> WORK TASK
Set down exactly the entries below, beginning at their first line and ending at the line with "by the transport.".

[RECORDED INFORMATION]

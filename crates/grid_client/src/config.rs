use std::sync::LazyLock;
use std::time::Duration;

use url::Url;

use crate::ConfigError;

/// API base used when no override is configured.
pub const DEFAULT_API_BASE: &str = "http://127.0.0.1:8000/api";
/// Delay between progress polls.
pub const DEFAULT_POLL_INTERVAL: Duration = Duration::from_millis(1500);

pub const API_URL_ENV: &str = "GRID_API_URL";
pub const POLL_INTERVAL_ENV: &str = "GRID_POLL_INTERVAL_MS";

static DEFAULT_API_BASE_URL: LazyLock<Url> =
    LazyLock::new(|| Url::parse(DEFAULT_API_BASE).expect("valid default api base"));

#[derive(Debug, Clone, PartialEq, Eq)]
pub struct ClientConfig {
    api_base: Url,
    pub poll_interval: Duration,
    pub connect_timeout: Duration,
    /// `None` leaves individual requests bounded only by the transport.
    pub request_timeout: Option<Duration>,
}

impl Default for ClientConfig {
    fn default() -> Self {
        Self {
            api_base: DEFAULT_API_BASE_URL.clone(),
            poll_interval: DEFAULT_POLL_INTERVAL,
            connect_timeout: Duration::from_secs(10),
            request_timeout: None,
        }
    }
}

impl ClientConfig {
    /// Defaults overridden by `GRID_API_URL` and `GRID_POLL_INTERVAL_MS`.
    pub fn from_env() -> Result<Self, ConfigError> {
        Self::from_lookup(|key| std::env::var(key).ok())
    }

    /// Same as [`ClientConfig::from_env`] but reads variables through `lookup`.
    pub fn from_lookup<F>(lookup: F) -> Result<Self, ConfigError>
    where
        F: Fn(&str) -> Option<String>,
    {
        let mut config = Self::default();
        if let Some(raw) = lookup(API_URL_ENV).filter(|v| !v.trim().is_empty()) {
            config = config.with_api_base(&raw)?;
        }
        if let Some(raw) = lookup(POLL_INTERVAL_ENV).filter(|v| !v.trim().is_empty()) {
            config.poll_interval = parse_poll_interval_ms(&raw)?;
        }
        Ok(config)
    }

    pub fn with_api_base(mut self, raw: &str) -> Result<Self, ConfigError> {
        self.api_base = parse_api_base(raw)?;
        Ok(self)
    }

    pub fn with_poll_interval(mut self, interval: Duration) -> Result<Self, ConfigError> {
        if interval.is_zero() {
            return Err(ConfigError::InvalidPollInterval {
                value: format!("{interval:?}"),
            });
        }
        self.poll_interval = interval;
        Ok(self)
    }

    pub fn api_base(&self) -> &Url {
        &self.api_base
    }

    /// Appends path segments to the api base; each segment is percent-encoded.
    pub fn endpoint(&self, segments: &[&str]) -> Url {
        let mut url = self.api_base.clone();
        // parse_api_base rejects cannot-be-a-base urls, so this always succeeds.
        if let Ok(mut path) = url.path_segments_mut() {
            path.pop_if_empty().extend(segments);
        }
        url
    }
}

pub fn parse_api_base(raw: &str) -> Result<Url, ConfigError> {
    let trimmed = raw.trim().trim_end_matches('/');
    let url = Url::parse(trimmed).map_err(|err| ConfigError::InvalidApiBase {
        value: raw.to_string(),
        reason: err.to_string(),
    })?;
    if !matches!(url.scheme(), "http" | "https") || url.cannot_be_a_base() {
        return Err(ConfigError::InvalidApiBase {
            value: raw.to_string(),
            reason: "expected an http(s) url".to_string(),
        });
    }
    Ok(url)
}

pub fn parse_poll_interval_ms(raw: &str) -> Result<Duration, ConfigError> {
    match raw.trim().parse::<u64>() {
        Ok(ms) if ms > 0 => Ok(Duration::from_millis(ms)),
        _ => Err(ConfigError::InvalidPollInterval {
            value: raw.to_string(),
        }),
    }
}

[/RECORDED INFORMATION]

> EXERCISE ANSWER
filename crates/grid_client/src/config.rs
use std::sync::LazyLock;
use std::time::Duration;

use url::Url;

use crate::ConfigError;

/// API base used when no override is configured.
pub const DEFAULT_API_BASE: &str = "http://127.0.0.1:8000/api";
/// Delay between progress polls.
pub const DEFAULT_POLL_INTERVAL: Duration = Duration::from_millis(1500);

pub const API_URL_ENV: &str = "GRID_API_URL";
pub const POLL_INTERVAL_ENV: &str = "GRID_POLL_INTERVAL_MS";

static DEFAULT_API_BASE_URL: LazyLock<Url> =
    LazyLock::new(|| Url::parse(DEFAULT_API_BASE).expect("valid default api base"));

#[derive(Debug, Clone, PartialEq, Eq)]
pub struct ClientConfig {
    api_base: Url,
    pub poll_interval: Duration,
    pub connect_timeout: Duration,
    /// `None` leaves individual requests bounded only by the transport.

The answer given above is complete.